Première étape de cette offensive : Le Bon Coin va faire peau neuve, début février, avec un logo modernisé, et surtout un site plus adapté aux téléphones mobiles. Celui-ci est en phase de test. Plus de 55 % des consultations passent déjà par les mobiles, un taux qui pourrait monter à 70 % en fin d’année. Face à ce basculement, il devenait urgent de revoir le site.
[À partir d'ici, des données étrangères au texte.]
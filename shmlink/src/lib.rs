//! # shmlink
//!
//! Typed shared-memory struct channel: a fixed binary layout over a keyed
//! shared segment, with per-field access and a cross-process lock for
//! indivisible multi-field updates.
//!
//! ## Features
//!
//! - **Keyed segments**: producer and consumer agree on an integer key (like a
//!   well-known port); the first process to ask creates the segment, later
//!   ones attach
//! - **Fixed layouts**: fields are laid end to end in declared order, with no
//!   implicit padding, so a C peer declaring the same struct interoperates
//! - **Tear-free fields**: aligned fields use single atomic loads and stores
//! - **Locked updates**: [`SharedStructChannel::write_atomic_update`] and
//!   [`SharedStructChannel::lock`] guard compound changes against guarded
//!   readers in any process
//! - **Two backends**: System V shared memory with a semaphore lock, or a
//!   mapped file with `flock`
//!
//! ## Architecture Overview
//!
//! ```text
//! ┌──────────────┐                                  ┌──────────────┐
//! │  producer    │     ┌──────────────────────┐     │  consumer    │
//! │              │     │ segment (key 454)    │     │              │
//! │ write_atomic ├────►│ x:i32 y:i32 changed  ├────►│ take_update  │
//! │   _update    │     └──────────────────────┘     │ (reset flag) │
//! └──────┬───────┘     ┌──────────────────────┐     └──────┬───────┘
//!        └────────────►│ keyed lock           │◄───────────┘
//!                      │ (semaphore / flock)  │
//!                      └──────────────────────┘
//! ```
//!
//! ## Usage
//!
//! ### Producer
//!
//! ```rust,no_run
//! use shmlink::{Layout, PointerUpdate, SharedStructChannel};
//!
//! # fn main() -> Result<(), Box<dyn std::error::Error>> {
//! let channel = SharedStructChannel::open_or_create(454, Layout::pointer())?;
//! channel.write_record(&PointerUpdate::along_x(55))?;
//! # Ok(())
//! # }
//! ```
//!
//! ### Consumer
//!
//! ```rust,no_run
//! use shmlink::{Layout, MouseConfig, MouseSource, SharedStructChannel};
//!
//! # fn main() -> Result<(), Box<dyn std::error::Error>> {
//! let channel = SharedStructChannel::attach(454, Layout::pointer())?;
//! let mut mouse = MouseSource::new(channel, MouseConfig::default())?;
//! for event in mouse.poll()? {
//!     println!("{event:?}");
//! }
//! # Ok(())
//! # }
//! ```
//!
//! ## Error Handling
//!
//! ```rust,no_run
//! use shmlink::{Layout, SharedStructChannel, ShmError};
//!
//! match SharedStructChannel::attach(454, Layout::pointer()) {
//!     Ok(channel) => { /* use channel */ }
//!     Err(ShmError::NotFound { key }) => {
//!         eprintln!("No segment for key {key}; start the producer first");
//!     }
//!     Err(ShmError::SegmentSizeMismatch { expected, actual, .. }) => {
//!         eprintln!("Layout drift: segment is {actual} bytes, expected {expected}");
//!     }
//!     Err(e) => eprintln!("Unexpected error: {e}"),
//! }
//! ```
//!
//! ## Thread Safety
//!
//! - **SharedStructChannel**: `Send + Sync`; locked operations from several
//!   threads are serialized in-process before the OS lock is taken
//! - **ChannelGuard**: tied to the thread that took it
//! - **MouseSource**: single consumer, `&mut self` polling

#![deny(missing_docs)]
#![warn(clippy::all)]

pub mod backend;
pub mod channel;
pub mod config;
pub mod error;
pub mod layout;
pub mod mouse;
pub mod platform;
pub mod record;

mod lock;
mod region;

pub use backend::BackendKind;
pub use channel::{ChannelGuard, ChannelState, SharedStructChannel};
pub use config::{ChannelConfig, ShmlinkConfig};
pub use error::{ShmError, ShmResult};
pub use layout::{Field, FieldType, Layout, LayoutBuilder, LayoutSpec, Snapshot};
pub use mouse::{MotionEvent, MouseConfig, MouseEvent, MouseSource};
pub use record::{PointerUpdate, SharedRecord};

/// Initialize tracing from `RUST_LOG`.
pub fn init_tracing() {
    use tracing_subscriber::{EnvFilter, fmt};

    let subscriber = fmt::Subscriber::builder()
        .with_env_filter(EnvFilter::from_default_env())
        .with_target(false)
        .with_thread_ids(true)
        .finish();

    let _ = tracing::subscriber::set_global_default(subscriber);
}

#[cfg(test)]
pub(crate) mod testutil {
    use std::sync::atomic::{AtomicI32, Ordering};

    static NEXT: AtomicI32 = AtomicI32::new(0);

    /// System V key unique to this test process and call.
    pub(crate) fn unique_key() -> i32 {
        let pid = std::process::id() as i32 & 0x000f_ffff;
        let n = NEXT.fetch_add(1, Ordering::Relaxed) & 0xff;
        0x4000_0000 | (pid << 8) | n
    }
}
Deuxième point-clé : un coup d’accélérateur sur le marché du travail. Le Bon Coin est très présent dans l’automobile, les biens de consommation en général, et l’immobilier. L’emploi constitue sa nouvelle frontière. Dans ce domaine, le site pèse déjà lourd, avec quelque 190 000 offres d’emploi en ligne, qui trouvent en moyenne preneur au bout de treize jours. A cette aune, « nous sommes plus gros qu’un spécialiste comme Monster.fr », note M. Jouteau.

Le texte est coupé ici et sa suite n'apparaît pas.